The issues associated with changing from dairy to plant-based ‘milks’ are more complex than generally realised and even now we need to learn more to plot the most sustainable and beneficial way forward. Stepping back from the published environmental and nutritional evidence allows me to add an historical perspective. Archaeological evidence has indicated that the mutation which first enabled Europeans to produce lactase, the enzyme that allows us to digest the milk sugar, lactose, after weaning, is believed to have arisen in a dairy farming community somewhere between the Central Balkans and Central Europe about 7,500 years ago. It has been suggested that all those of us who can digest milk in Europe may be descended from the individual in whom this mutation occurred. Being able to digest cows’ milk gave a huge boost to childhood survival and human fertility. It is a natural food which has served us Europeans well over millennia. People who originate from other parts of the world where lactose tolerance is lower will have evolved in subtley different ways and are probably better off with the diets traditionally used in those regions.
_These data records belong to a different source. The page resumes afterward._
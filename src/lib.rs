//! fwbundle - firmware bundler for script-driven embedded applications
//!
//! An application written in a high-level scripting language runs on a microcontroller
//! inside an embedded interpreter. Its installed packages may carry *native extensions*:
//! C/C++ code that has to be compiled into the same firmware image. fwbundle finds those
//! extensions, bundles the application script, generates the native glue sources and
//! drives the native toolchain, running independent steps in parallel.
//!
//! # Architecture Overview
//!
//! A build is a directed acyclic graph of tasks:
//!
//! ```text
//! make-build-dir ─┬─ fetch-runtime ─ get-libs ─┐
//!                 ├─ bundle ───────────────────┴─ cppify ──┐
//!                 ├─ generate-pins ─┐                      │
//!                 ├─ discover ──────┴─ codegen ────────────┼─ compile
//!                 └─ build-files ──────────────────────────┘
//! ```
//!
//! Tasks hand data to each other through files in the build directory
//! (`extensions.json`, `out/pins.js`), so every task is a plain async closure.
//!
//! # Core Modules
//!
//! - [`discovery`] - Locate native-extension manifests (package tree walk or filesystem scan)
//! - [`manifest`] - Parse manifests into descriptors and aggregate them
//! - [`pins`] - Parse the generated pin table
//! - [`templating`] - Render the native glue sources with Tera
//! - [`graph`] - Task graph construction, validation and the parallel scheduler
//! - [`pipeline`] - The concrete firmware build graph
//!
//! ## Supporting Modules
//! - [`cli`] - Command-line interface
//! - [`config`] - `fwbundle.toml`, `package.json` and external tool settings
//! - [`core`] - Error types and user-facing error formatting
//! - [`process`] - External tool invocation
//! - [`utils`] - File system helpers and progress display
//!
//! # Project File (fwbundle.toml)
//!
//! ```toml
//! target = "K64F"
//! toolchain = "GCC_ARM"
//! discovery = "package-tree"   # or "filesystem"
//! max_parallel = 4
//!
//! [tools.compiler]
//! program = "make"
//! args = ["BOARD={target}", "TOOLCHAIN={toolchain}", "EXTRAS={extras}"]
//! ```
//!
//! # Command-Line Usage
//!
//! ```bash
//! fwbundle build --target K64F
//! fwbundle build --target K64F --dry-run
//! fwbundle list --discovery filesystem
//! fwbundle clean --deep
//! ```

pub mod cli;
pub mod config;
pub mod constants;
pub mod core;
pub mod discovery;
pub mod graph;
pub mod manifest;
pub mod pins;
pub mod pipeline;
pub mod process;
pub mod templating;
pub mod utils;

// test_utils module is available for both unit tests and integration tests
#[cfg(any(test, feature = "test-utils"))]
pub mod test_utils;
//! Removal of build outputs.

use anyhow::Result;
use std::path::{Path, PathBuf};

use crate::constants::JS_OUT_DIR;
use crate::utils::remove_dir_all;

/// How much of the build directory to remove.
#[derive(Debug, Clone, Copy, PartialEq, Eq)]
pub enum CleanScope {
    /// Script-side tool output (`<build>/out`) only.
    Outputs,
    /// The whole build directory.
    Deep,
}

/// Removes build outputs under `build_dir`. Returns the directories actually removed.
pub fn clean(build_dir: &Path, scope: CleanScope) -> Result<Vec<PathBuf>> {
    let target = match scope {
        CleanScope::Outputs => build_dir.join(JS_OUT_DIR),
        CleanScope::Deep => build_dir.to_path_buf(),
    };

    let mut removed = Vec::new();
    if remove_dir_all(&target)? {
        tracing::info!(target: "pipeline", "Removed {}", target.display());
        removed.push(target);
    } else {
        tracing::debug!(target: "pipeline", "Nothing to clean at {}", target.display());
    }
    Ok(removed)
}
But, as I acknowledged at the start, there are many issues to resolve with modern dairy farming. What it really needs is much greater consumer understanding of why dairy farmers need to be able to make a living without constantly having to increase herd size and productivity per cow. That requires consumers to pay a fair price for milk and put further pressure on supermarkets to treat dairy farmers fairly, but also to use their power to de-intensify rather than constantly intensify the industry. Increasing sales of dairy alternatives may reduce the amount of cows’ milk produced, but this won’t do anything to ensure the milk that is produced comes from more sustainably managed and happier animals – sadly it will do just the opposite.